Nenek: Kau tak bisa pergi begitu saja setelah mampir setahun kemudian. Tak akan kubiarkan. Omong-omong, di mana Hee Joo?

Jin Woo: Kurasa dia ke kamar mandi.

Nenek langsung menuju kamar mandi sambil memanggil Hee Joo.

Min Joo masih memaksanya untuk ke kamar, tapi Jin Woo menolaknya. Min Joo kecewa sebenarnya.




Nenek mengetuk pintu kamar mandi, menyuruhnya keluar karena Jin Woo akan pergi. 

"Sebentar!

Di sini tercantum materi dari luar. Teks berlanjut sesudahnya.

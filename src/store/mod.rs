//! Access to the customer and order data the helper endpoints read from.
//!
//! Route handlers and services only see the [`CommerceStore`] trait. The
//! PostgreSQL implementation backs the running service; the in-memory one
//! backs unit and route tests.

pub mod memory;
pub mod postgres;

use std::sync::Arc;

use chrono::{DateTime, Utc};
use thiserror::Error;

use crate::models::{Customer, CustomerOrderStats, EntityId, OrderMetaRow, SyncRecord};
use crate::routes::params::{CustomerOrderBy, SortOrder};

pub use memory::MemoryStore;
pub use postgres::PgCommerceStore;

pub type StoreResult<T> = Result<T, StoreError>;

/// Shared handle managed as Rocket state.
pub type SharedStore = Arc<dyn CommerceStore>;

#[derive(Debug, Error)]
pub enum StoreError {
    #[error("database error: {0}")]
    Database(#[from] sqlx::Error),
    #[error("store unavailable: {0}")]
    Unavailable(String),
}

/// Free-text restriction applied to a customer query.
#[derive(Debug, Clone, PartialEq, Eq)]
pub enum CustomerSearch {
    /// Case-insensitive substring match on email, username and display name.
    Term(String),
    /// Exact case-insensitive match on the account email.
    Email(String),
}

/// Fully resolved customer listing query.
#[derive(Debug, Clone, PartialEq, Eq)]
pub struct CustomerQuery {
    /// Required role; `None` lists every customer regardless of role.
    pub role: Option<String>,
    pub search: Option<CustomerSearch>,
    pub include: Vec<EntityId>,
    pub exclude: Vec<EntityId>,
    pub order_by: CustomerOrderBy,
    pub order: SortOrder,
    pub limit: i64,
    pub offset: i64,
}

impl Default for CustomerQuery {
    fn default() -> Self {
        Self {
            role: None,
            search: None,
            include: Vec::new(),
            exclude: Vec::new(),
            order_by: CustomerOrderBy::Name,
            order: SortOrder::Asc,
            limit: 10,
            offset: 0,
        }
    }
}

/// One page of customers plus the size of the unpaginated result set.
#[derive(Debug, Clone, Default, PartialEq, Eq)]
pub struct CustomerPage {
    pub customers: Vec<Customer>,
    pub total: i64,
}

#[rocket::async_trait]
pub trait CommerceStore: Send + Sync {
    /// Every order id regardless of status, trashed orders included.
    async fn all_order_ids(&self) -> StoreResult<Vec<EntityId>>;

    /// Orders modified strictly after `cutoff` that are not trashed.
    async fn orders_modified_after(&self, cutoff: DateTime<Utc>) -> StoreResult<Vec<SyncRecord>>;

    /// Customers whose role set contains `role`.
    async fn customer_ids_with_role(&self, role: &str) -> StoreResult<Vec<EntityId>>;

    async fn query_customers(&self, query: &CustomerQuery) -> StoreResult<CustomerPage>;

    async fn customer_meta(&self, customer: EntityId, key: &str) -> StoreResult<Option<String>>;

    async fn set_customer_meta(&self, customer: EntityId, key: &str, value: &str)
    -> StoreResult<()>;

    /// Remove `key` from every customer, returning how many values were dropped.
    async fn delete_customer_meta(&self, key: &str) -> StoreResult<u64>;

    async fn customer_order_stats(&self, customer: EntityId) -> StoreResult<CustomerOrderStats>;

    /// Metadata rows of an order, or `None` when the order does not exist.
    async fn order_meta(&self, order: EntityId) -> StoreResult<Option<Vec<OrderMetaRow>>>;
}

/// Escape `%`, `_` and `\` so a user term is matched literally by `LIKE`.
pub(crate) fn escape_like(term: &str) -> String {
    let mut escaped = String::with_capacity(term.len());
    for ch in term.chars() {
        if matches!(ch, '%' | '_' | '\\') {
            escaped.push('\\');
        }
        escaped.push(ch);
    }
    escaped
}

#[cfg(test)]
mod tests {
    use super::*;

    #[test]
    fn escapes_like_wildcards() {
        assert_eq!(escape_like("50%_off\\"), "50\\%\\_off\\\\");
        assert_eq!(escape_like("plain"), "plain");
    }
}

Aku akan keluar." Jawab Hee Joo lalu membasuh mukanya.



Tapi saat Hee Joo keluar, Jin Woo sudah tidak ada disana. Hee Joo hanya melihat nenek kembali dari luar dengan membaya payung.

"Di mana dia?"

"Sudah pergi. Kenapa kau tak mengantar tamu dan..."

Hee Joo langsung menyelonong keluar. Neneknya bingung.



Min Joo masih di luar dengan payungnya. Hee Joo tidak peduli hujan, ia tetap mengejar mobil Jin Woo.  

Hee Joo berhenti karena tidak mungkin ia mengejar mobil. Lalu masuklah pesan dari nomor Jin Woo yang baru.

"Kita bicara lagi nanti. Hubungi aku di nomor ini."




Hee Joo langsung menelfon Jin Woo. 

"Kau mau ke mana? Kau kabur lagi? Kau kabur dariku lagi? Aku penasaran kenapa kau pergi begitu saja dan kini aku tahu. Kau penipu, bukan Presdir. Itu dirimu! Semuanya dusta. Kau hanya lari karena tak sanggup menghadapi dusta. Daripada lebih mengenal... Daripada mencemaskan adikku sendiri, aku iba pada penipu sepertimu dan menghabiskan malam-malamku merawatmu."


Tapi Jin Woo malah mematikan telfonnya. Hee Joo menghubungi lagi, tapi ditolak. Hee Joo hanya bisa menagis.



Jin Woo tidak sejahat itu ternyata, ia kembali dan menyuruh Hee Joo masuk mobil. 

"Kita tak bisa bicara di rumah, jadi, masuklah. Aku yakin kau tak ingin keluargamu tahu soal ini."


Hee Joo menghapus airmatanya, lalu masuk ke dalam mobil. Mobil jalan. Min Joo yang melihatnya heran.